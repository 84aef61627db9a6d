//! 128-bit chunk identifiers.
//!
//! A [`Guid`] is stored as four 32-bit words. Binary manifests carry the
//! identifier as 16 raw bytes which are read as four little-endian words;
//! the canonical string form prints each word as eight lowercase hex digits
//! and concatenates them. Existing chunk URLs depend on this exact byte
//! order, so it must never change.

use std::fmt;
use std::str::FromStr;

use super::error::ManifestError;

/// Content identifier of a chunk.
#[derive(Debug, Clone, Copy, PartialEq, Eq, Hash, PartialOrd, Ord, Default)]
pub struct Guid([u32; 4]);

impl Guid {
    /// Create a GUID from its four words.
    pub const fn from_words(words: [u32; 4]) -> Self {
        Self(words)
    }

    /// Read a GUID from 16 raw bytes as four little-endian words.
    pub fn from_le_bytes(bytes: [u8; 16]) -> Self {
        let mut words = [0u32; 4];
        for (i, word) in words.iter_mut().enumerate() {
            let start = i * 4;
            *word = u32::from_le_bytes([
                bytes[start],
                bytes[start + 1],
                bytes[start + 2],
                bytes[start + 3],
            ]);
        }
        Self(words)
    }

    /// Serialize back into the 16-byte little-endian wire form.
    pub fn to_le_bytes(self) -> [u8; 16] {
        let mut bytes = [0u8; 16];
        for (i, word) in self.0.iter().enumerate() {
            bytes[i * 4..i * 4 + 4].copy_from_slice(&word.to_le_bytes());
        }
        bytes
    }

    /// Parse a 32-digit hex string (dashes allowed) into words, big-endian
    /// per word, so that `Guid::from_hex(s)?.to_string()` returns `s`
    /// lowercased without dashes.
    pub fn from_hex(s: &str) -> Result<Self, ManifestError> {
        let clean: String = s.chars().filter(|c| *c != '-').collect();
        let mut digest = [0u8; 16];
        hex::decode_to_slice(&clean, &mut digest)
            .map_err(|_| ManifestError::malformed(format!("invalid chunk guid {s:?}")))?;
        Ok(Self::from_digest(&digest))
    }

    /// Build a GUID from a 16-byte digest, treating it as a hex string.
    pub fn from_digest(digest: &[u8; 16]) -> Self {
        let mut words = [0u32; 4];
        for (i, word) in words.iter_mut().enumerate() {
            let start = i * 4;
            *word = u32::from_be_bytes([
                digest[start],
                digest[start + 1],
                digest[start + 2],
                digest[start + 3],
            ]);
        }
        Self(words)
    }

    /// The four words.
    pub fn words(&self) -> [u32; 4] {
        self.0
    }

    /// Uppercase form used in Epic chunk file names.
    pub fn to_upper_hex(&self) -> String {
        self.0.iter().map(|w| format!("{:08X}", w)).collect()
    }
}

impl fmt::Display for Guid {
    fn fmt(&self, f: &mut fmt::Formatter<'_>) -> fmt::Result {
        for word in &self.0 {
            write!(f, "{:08x}", word)?;
        }
        Ok(())
    }
}

impl FromStr for Guid {
    type Err = ManifestError;

    fn from_str(s: &str) -> Result<Self, Self::Err> {
        Self::from_hex(s)
    }
}

#[cfg(test)]
mod tests {
    use super::*;

    #[test]
    fn test_le_bytes_word_swapped_display() {
        let bytes = [
            0x01, 0x02, 0x03, 0x04, 0x05, 0x06, 0x07, 0x08, 0x09, 0x0a, 0x0b, 0x0c, 0x0d, 0x0e,
            0x0f, 0x10,
        ];
        let guid = Guid::from_le_bytes(bytes);
        assert_eq!(guid.to_string(), "04030201080706050c0b0a09100f0e0d");
        assert_eq!(guid.to_le_bytes(), bytes);
    }

    #[test]
    fn test_hex_round_trip_is_identity() {
        let hex = "aabbccdd00112233445566778899eeff";
        let guid = Guid::from_hex(hex).unwrap();
        assert_eq!(guid.to_string(), hex);
        assert_eq!(guid.to_upper_hex(), hex.to_uppercase());
    }

    #[test]
    fn test_hex_accepts_dashes() {
        let guid: Guid = "aabbccdd-00112233-44556677-8899eeff".parse().unwrap();
        assert_eq!(guid.words()[0], 0xaabbccdd);
    }

    #[test]
    fn test_hex_rejects_bad_input() {
        assert!(Guid::from_hex("abc").is_err());
        assert!(Guid::from_hex("zzbbccdd00112233445566778899eeff").is_err());
    }

    #[test]
    fn test_digest_matches_hex_form() {
        let digest = [
            0x5e, 0xb6, 0x3b, 0xbb, 0xe0, 0x1e, 0xee, 0xd0, 0x93, 0xcb, 0x22, 0xbb, 0x8f, 0x5a,
            0xcd, 0xc3,
        ];
        assert_eq!(
            Guid::from_digest(&digest).to_string(),
            "5eb63bbbe01eeed093cb22bb8f5acdc3"
        );
    }
}
//! Per-download progress tracking.

use std::collections::{BTreeSet, HashMap};
use std::fmt;
use std::path::{Path, PathBuf};
use std::sync::atomic::{AtomicBool, AtomicU64, Ordering};
use std::sync::Arc;
use std::time::Duration;

use parking_lot::{Mutex, RwLock};
use tokio::sync::watch;
use tokio_util::sync::CancellationToken;
use tracing::{debug, info, warn};

use super::clock::{Clock, SystemClock};
use super::listener::{EmitThrottle, ListenerId, ListenerSet, ProgressListener, DEFAULT_EMIT_INTERVAL_MS};
use super::phase::DownloadPhase;
use super::snapshot::{
    delete_snapshot, load_snapshot, write_snapshot, ResumeSnapshot, SnapshotWriter,
};
use super::speed::SpeedWindow;

/// Default minimum spacing between background snapshot writes.
pub const DEFAULT_SNAPSHOT_INTERVAL_MS: u64 = 5_000;

/// Progress value reported while bytes are complete but a depot is not.
pub const INCOMPLETE_DEPOT_CAP: f64 = 0.99;

/// Tracker tuning.
#[derive(Debug, Clone)]
pub struct TrackerConfig {
    /// Number of sub-jobs used by the fallback progress estimate.
    pub job_count: usize,
    /// Minimum spacing between background snapshot writes.
    pub snapshot_interval: Duration,
    /// Minimum spacing between listener emissions away from 0 % and 100 %.
    pub emit_interval: Duration,
}

impl Default for TrackerConfig {
    fn default() -> Self {
        Self {
            job_count: 1,
            snapshot_interval: Duration::from_millis(DEFAULT_SNAPSHOT_INTERVAL_MS),
            emit_interval: Duration::from_millis(DEFAULT_EMIT_INTERVAL_MS),
        }
    }
}

impl TrackerConfig {
    pub fn with_job_count(mut self, job_count: usize) -> Self {
        self.job_count = job_count.max(1);
        self
    }

    pub fn with_snapshot_interval(mut self, interval: Duration) -> Self {
        self.snapshot_interval = interval;
        self
    }

    pub fn with_emit_interval(mut self, interval: Duration) -> Self {
        self.emit_interval = interval;
        self
    }
}

/// Why a download stopped early.
#[derive(Debug, Clone, PartialEq, Eq)]
pub enum Termination {
    Cancelled(String),
    Failed(String),
}

/// Snapshot binding and write bookkeeping, shared with the writer thread.
#[derive(Debug, Default)]
struct PersistState {
    install_dir: RwLock<Option<PathBuf>>,
    /// 0 means no write since the last (re)bind.
    last_persist_ms: AtomicU64,
    dirty: AtomicBool,
    enqueued: AtomicBool,
    generation: AtomicU64,
}
//! Streaming file hashes for verification.

use std::fmt;
use std::fs::File;
use std::io::{self, Read};
use std::path::Path;

use md5::Md5;
use sha1::Sha1;
use sha2::{Digest, Sha256};

use crate::manifest::FileHashes;

/// Buffer size for reading files during hashing (64KB).
const BUFFER_SIZE: usize = 64 * 1024;

/// Hash algorithms a manifest may declare for a file.
#[derive(Debug, Clone, Copy, PartialEq, Eq, Hash)]
pub enum HashAlgorithm {
    Sha256,
    Sha1,
    Md5,
}

impl fmt::Display for HashAlgorithm {
    fn fmt(&self, f: &mut fmt::Formatter<'_>) -> fmt::Result {
        let name = match self {
            Self::Sha256 => "sha256",
            Self::Sha1 => "sha1",
            Self::Md5 => "md5",
        };
        f.write_str(name)
    }
}

/// The strongest declared hash: SHA-256, then SHA-1, then MD5.
pub fn preferred_hash(hashes: &FileHashes) -> Option<(HashAlgorithm, &str)> {
    let candidates = [
        (HashAlgorithm::Sha256, hashes.sha256.as_deref()),
        (HashAlgorithm::Sha1, hashes.sha1.as_deref()),
        (HashAlgorithm::Md5, hashes.md5.as_deref()),
    ];
    candidates
        .into_iter()
        .find_map(|(algorithm, value)| value.filter(|v| !v.is_empty()).map(|v| (algorithm, v)))
}

/// Lowercase hex digest of the file at `path`.
///
/// # Errors
///
/// Returns an error if the file cannot be opened or read.
pub fn calculate_file_hash(path: &Path, algorithm: HashAlgorithm) -> io::Result<String> {
    let file = File::open(path)?;
    match algorithm {
        HashAlgorithm::Sha256 => digest_reader::<Sha256, _>(file),
        HashAlgorithm::Sha1 => digest_reader::<Sha1, _>(file),
        HashAlgorithm::Md5 => digest_reader::<Md5, _>(file),
    }
}

fn digest_reader<D: Digest, R: Read>(mut reader: R) -> io::Result<String> {
    let mut hasher = D::new();
    let mut buffer = vec![0u8; BUFFER_SIZE];
    loop {
        let bytes_read = reader.read(&mut buffer)?;
        if bytes_read == 0 {
            break;
        }
        hasher.update(&buffer[..bytes_read]);
    }
    Ok(hex::encode(&hasher.finalize()))
}
//! JSON depot manifests (build generations 1 and 2).
//!
//! Generation 2 depots list typed items whose files reference
//! content-addressed chunks by compressed MD5. Generation 1 depots list whole
//! files only; each file becomes one implicit chunk the size of the file.

use md5::{Digest, Md5};
use serde::{Deserialize, Deserializer};
use serde_json::Value;

use super::error::{ManifestError, ManifestResult};
use super::guid::Guid;
use super::model::{
    Chunk, ChunkCatalog, CustomFields, FileEntry, FileFlags, FileHashes, LegacySource, Manifest,
    ManifestFormat, ManifestMeta, SUPPORT_TAG,
};

/// Newest generation 2 depot manifest version understood.
pub const MAX_DEPOT_VERSION: u32 = 2;

const EXECUTABLE_FLAG: &str = "executable";

/// Accept ids that are sent either as strings or as bare numbers.
pub(crate) fn string_or_number<'de, D>(deserializer: D) -> Result<String, D::Error>
where
    D: Deserializer<'de>,
{
    Ok(match Value::deserialize(deserializer)? {
        Value::String(s) => s,
        Value::Null => String::new(),
        other => other.to_string(),
    })
}

pub(crate) fn opt_string_or_number<'de, D>(deserializer: D) -> Result<Option<String>, D::Error>
where
    D: Deserializer<'de>,
{
    Ok(match Option::<Value>::deserialize(deserializer)? {
        None | Some(Value::Null) => None,
        Some(Value::String(s)) => Some(s),
        Some(other) => Some(other.to_string()),
    })
}

// ---------------------------------------------------------------------------
// Generation 2
// ---------------------------------------------------------------------------

/// `{"version": 2, "depot": {"items": [...]}}`
#[derive(Debug, Clone, Deserialize)]
pub struct DepotManifestV2 {
    #[serde(default)]
    pub version: Option<u32>,
    pub depot: DepotItemsV2,
}

#[derive(Debug, Clone, Deserialize)]
pub struct DepotItemsV2 {
    #[serde(default)]
    pub items: Vec<DepotItem>,
}

/// One entry of a generation 2 depot.
#[derive(Debug, Clone, Deserialize)]
#[serde(tag = "type")]
pub enum DepotItem {
    DepotFile(DepotFile),
    DepotLink(DepotLink),
    DepotDirectory(DepotDirectory),
    #[serde(other)]
    Unknown,
}

#[derive(Debug, Clone, Deserialize)]
#[serde(rename_all = "camelCase")]
pub struct DepotFile {
    #[serde(default)]
    pub path: String,
    #[serde(default)]
    pub chunks: Vec<FileChunk>,
    #[serde(default)]
    pub md5: Option<String>,
    #[serde(default)]
    pub sha256: Option<String>,
    #[serde(default)]
    pub flags: Vec<String>,
    #[serde(default, deserialize_with = "opt_string_or_number")]
    pub product_id: Option<String>,
}

#[derive(Debug, Clone, Deserialize)]
#[serde(rename_all = "camelCase")]
pub struct FileChunk {
    pub compressed_md5: String,
    #[serde(default)]
    pub md5: String,
    pub size: u64,
    #[serde(default)]
    pub compressed_size: Option<u64>,
}

#[derive(Debug, Clone, Deserialize)]
pub struct DepotLink {
    #[serde(default)]
    pub path: String,
    #[serde(default)]
    pub target: String,
}

#[derive(Debug, Clone, Deserialize)]
pub struct DepotDirectory {
    #[serde(default)]
    pub path: String,
}

impl DepotManifestV2 {
    /// Normalize into the canonical model, deduplicating the chunk catalog.
    pub fn normalize(self) -> ManifestResult<Manifest> {
        let version = self.version.unwrap_or(MAX_DEPOT_VERSION);
        if version > MAX_DEPOT_VERSION {
            return Err(ManifestError::UnsupportedVersion {
                found: version,
                supported: MAX_DEPOT_VERSION,
            });
        }

        let mut chunks = Vec::new();
        let mut files = Vec::new();
        for item in self.depot.items {
            match item {
                DepotItem::DepotFile(file) => files.push(normalize_file(file, &mut chunks)?),
                DepotItem::DepotLink(link) => files.push(
                    FileEntry::builder(link.path)
                        .symlink_target(link.target)
                        .build()?,
                ),
                DepotItem::DepotDirectory(_) | DepotItem::Unknown => {}
            }
        }

        Ok(Manifest {
            format: ManifestFormat::GogGen2,
            version,
            header_size: 0,
            is_compressed: false,
            meta: ManifestMeta::default(),
            chunks: ChunkCatalog::dedup(chunks),
            files,
            custom_fields: CustomFields::default(),
        })
    }
}

fn normalize_file(file: DepotFile, chunks: &mut Vec<Chunk>) -> ManifestResult<FileEntry> {
    let flags = FileFlags {
        executable: file.flags.iter().any(|f| f == EXECUTABLE_FLAG),
        ..FileFlags::default()
    };
    let mut builder = FileEntry::builder(file.path.as_str())
        .hashes(FileHashes {
            sha1: None,
            md5: file.md5.and_then(FileHashes::non_empty),
            sha256: file.sha256.and_then(FileHashes::non_empty),
        })
        .flags(flags)
        .install_tags(file.flags)
        .product_id(file.product_id);

    for chunk in file.chunks {
        let guid = Guid::from_hex(&chunk.compressed_md5)?;
        let size = u32::try_from(chunk.size).map_err(|_| {
            ManifestError::malformed(format!(
                "{}: chunk {} is larger than 4 GiB",
                file.path, chunk.compressed_md5
            ))
        })?;
        builder = builder.push_part(guid, 0, u64::from(size));
        chunks.push(Chunk {
            guid,
            hash: 0,
            sha_hash: None,
            md5: FileHashes::non_empty(chunk.md5),
            group_num: 0,
            window_size: size,
            size: chunk.size,
            compressed_size: chunk.compressed_size,
        });
    }
    builder.build()
}

// ---------------------------------------------------------------------------
// Generation 1
// ---------------------------------------------------------------------------

/// `{"depot": {"files": [...]}}`
#[derive(Debug, Clone, Deserialize)]
pub struct DepotManifestV1 {
    pub depot: DepotFilesV1,
}

#[derive(Debug, Clone, Deserialize)]
pub struct DepotFilesV1 {
    #[serde(default)]
    pub files: Vec<V1DepotFile>,
}

#[derive(Debug, Clone, Deserialize)]
pub struct V1DepotFile {
    #[serde(default)]
    pub path: String,
    #[serde(default)]
    pub size: u64,
    #[serde(default)]
    pub hash: String,
    #[serde(default)]
    pub url: Option<String>,
    #[serde(default)]
    pub offset: Option<u64>,
    #[serde(default)]
    pub support: bool,
    #[serde(default)]
    pub directory: Option<Value>,
}

impl DepotManifestV1 {
    /// Normalize into the canonical model with one implicit chunk per file.
    pub fn normalize(self) -> ManifestResult<Manifest> {
        let mut chunks = Vec::new();
        let mut files = Vec::new();

        for file in self.depot.files {
            if file.directory.is_some() {
                continue;
            }
            let guid = implicit_chunk_guid(&file.hash, &file.path);
            let tags = if file.support {
                vec![SUPPORT_TAG.to_string()]
            } else {
                Vec::new()
            };

            let mut builder = FileEntry::builder(file.path.as_str())
                .declared_size(file.size)
                .hashes(FileHashes {
                    md5: FileHashes::non_empty(file.hash.clone()),
                    ..FileHashes::default()
                })
                .install_tags(tags)
                .legacy_source(LegacySource {
                    url: file.url,
                    offset: file.offset,
                });
            if file.size > 0 {
                builder = builder.push_part(guid, 0, file.size);
                chunks.push(Chunk {
                    guid,
                    hash: 0,
                    sha_hash: None,
                    md5: FileHashes::non_empty(file.hash),
                    group_num: 0,
                    window_size: u32::try_from(file.size).unwrap_or(u32::MAX),
                    size: file.size,
                    compressed_size: None,
                });
            }
            files.push(builder.build()?);
        }

        Ok(Manifest {
            format: ManifestFormat::GogGen1,
            version: 1,
            header_size: 0,
            is_compressed: false,
            meta: ManifestMeta::default(),
            chunks: ChunkCatalog::dedup(chunks),
            files,
            custom_fields: CustomFields::default(),
        })
    }
}

/// Guid of the implicit chunk: the file MD5 when it is well formed,
/// otherwise the MD5 of the path.
fn implicit_chunk_guid(hash: &str, path: &str) -> Guid {
    Guid::from_hex(hash).unwrap_or_else(|_| {
        let mut digest = [0u8; 16];
        digest.copy_from_slice(&Md5::digest(path.as_bytes()));
        Guid::from_digest(&digest)
    })
}
/// A byte range of a chunk written at a given offset of a file.
#[derive(Debug, Clone, Copy, PartialEq, Eq)]
pub struct ChunkPart {
    pub guid: Guid,
    /// Offset within the chunk.
    pub offset: u32,
    pub size: u64,
    /// Offset within the destination file.
    pub file_offset: u64,
}

/// Declared content hashes of a file (lowercase hex).
#[derive(Debug, Clone, Default, PartialEq, Eq)]
pub struct FileHashes {
    pub sha1: Option<String>,
    pub md5: Option<String>,
    pub sha256: Option<String>,
}

impl FileHashes {
    /// Treat empty and all-zero digests as absent.
    pub(crate) fn non_empty(hex: String) -> Option<String> {
        if hex.is_empty() || hex.chars().all(|c| c == '0') {
            None
        } else {
            Some(hex.to_ascii_lowercase())
        }
    }
}

/// File attribute flags.
#[derive(Debug, Clone, Copy, Default, PartialEq, Eq)]
pub struct FileFlags {
    pub read_only: bool,
    pub compressed: bool,
    pub executable: bool,
}

impl FileFlags {
    const READ_ONLY: u8 = 0x1;
    const COMPRESSED: u8 = 0x2;
    const EXECUTABLE: u8 = 0x4;

    pub fn from_bits(bits: u8) -> Self {
        Self {
            read_only: bits & Self::READ_ONLY != 0,
            compressed: bits & Self::COMPRESSED != 0,
            executable: bits & Self::EXECUTABLE != 0,
        }
    }

    pub fn bits(&self) -> u8 {
        let mut bits = 0;
        if self.read_only {
            bits |= Self::READ_ONLY;
        }
        if self.compressed {
            bits |= Self::COMPRESSED;
        }
        if self.executable {
            bits |= Self::EXECUTABLE;
        }
        bits
    }
}

/// Where a generation 1 file lives: a whole-file URL or a range in a blob.
#[derive(Debug, Clone, PartialEq, Eq)]
pub struct LegacySource {
    pub url: Option<String>,
    pub offset: Option<u64>,
}

/// A file of the install, assembled from chunk parts.
#[derive(Debug, Clone, PartialEq, Eq)]
pub struct FileEntry {
    path: String,
    symlink_target: Option<String>,
    hashes: FileHashes,
    size: u64,
    flags: FileFlags,
    install_tags: Vec<String>,
    chunk_parts: Vec<ChunkPart>,
    product_id: Option<String>,
    mime_type: Option<String>,
    legacy_source: Option<LegacySource>,
}

impl FileEntry {
    /// Start building a file at `path`.
    pub fn builder(path: impl Into<String>) -> FileEntryBuilder {
        FileEntryBuilder::new(path)
    }

    pub fn path(&self) -> &str {
        &self.path
    }

    pub fn symlink_target(&self) -> Option<&str> {
        self.symlink_target.as_deref()
    }

    pub fn is_symlink(&self) -> bool {
        self.symlink_target.is_some()
    }

    pub fn hashes(&self) -> &FileHashes {
        &self.hashes
    }

    pub fn size(&self) -> u64 {
        self.size
    }

    pub fn flags(&self) -> FileFlags {
        self.flags
    }

    pub fn install_tags(&self) -> &[String] {
        &self.install_tags
    }

    pub fn chunk_parts(&self) -> &[ChunkPart] {
        &self.chunk_parts
    }

    pub fn product_id(&self) -> Option<&str> {
        self.product_id.as_deref()
    }

    pub fn mime_type(&self) -> Option<&str> {
        self.mime_type.as_deref()
    }

    pub fn legacy_source(&self) -> Option<&LegacySource> {
        self.legacy_source.as_ref()
    }

    /// Redistributable content: tagged `support` or under `__redist/`.
    pub fn is_support(&self) -> bool {
        self.install_tags.iter().any(|t| t == SUPPORT_TAG) || self.path.starts_with(SUPPORT_PREFIX)
    }
}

***

## HOW TO COMPLETE THIS TASK
The answer must be every line of the records that holds the string "LegacySource".

## SOLUTION TO THE EXERCISE
    Chunk, ChunkCatalog, CustomFields, FileEntry, FileFlags, FileHashes, LegacySource, Manifest,
                .legacy_source(LegacySource {
pub struct LegacySource {
    legacy_source: Option<LegacySource>,
    pub fn legacy_source(&self) -> Option<&LegacySource> {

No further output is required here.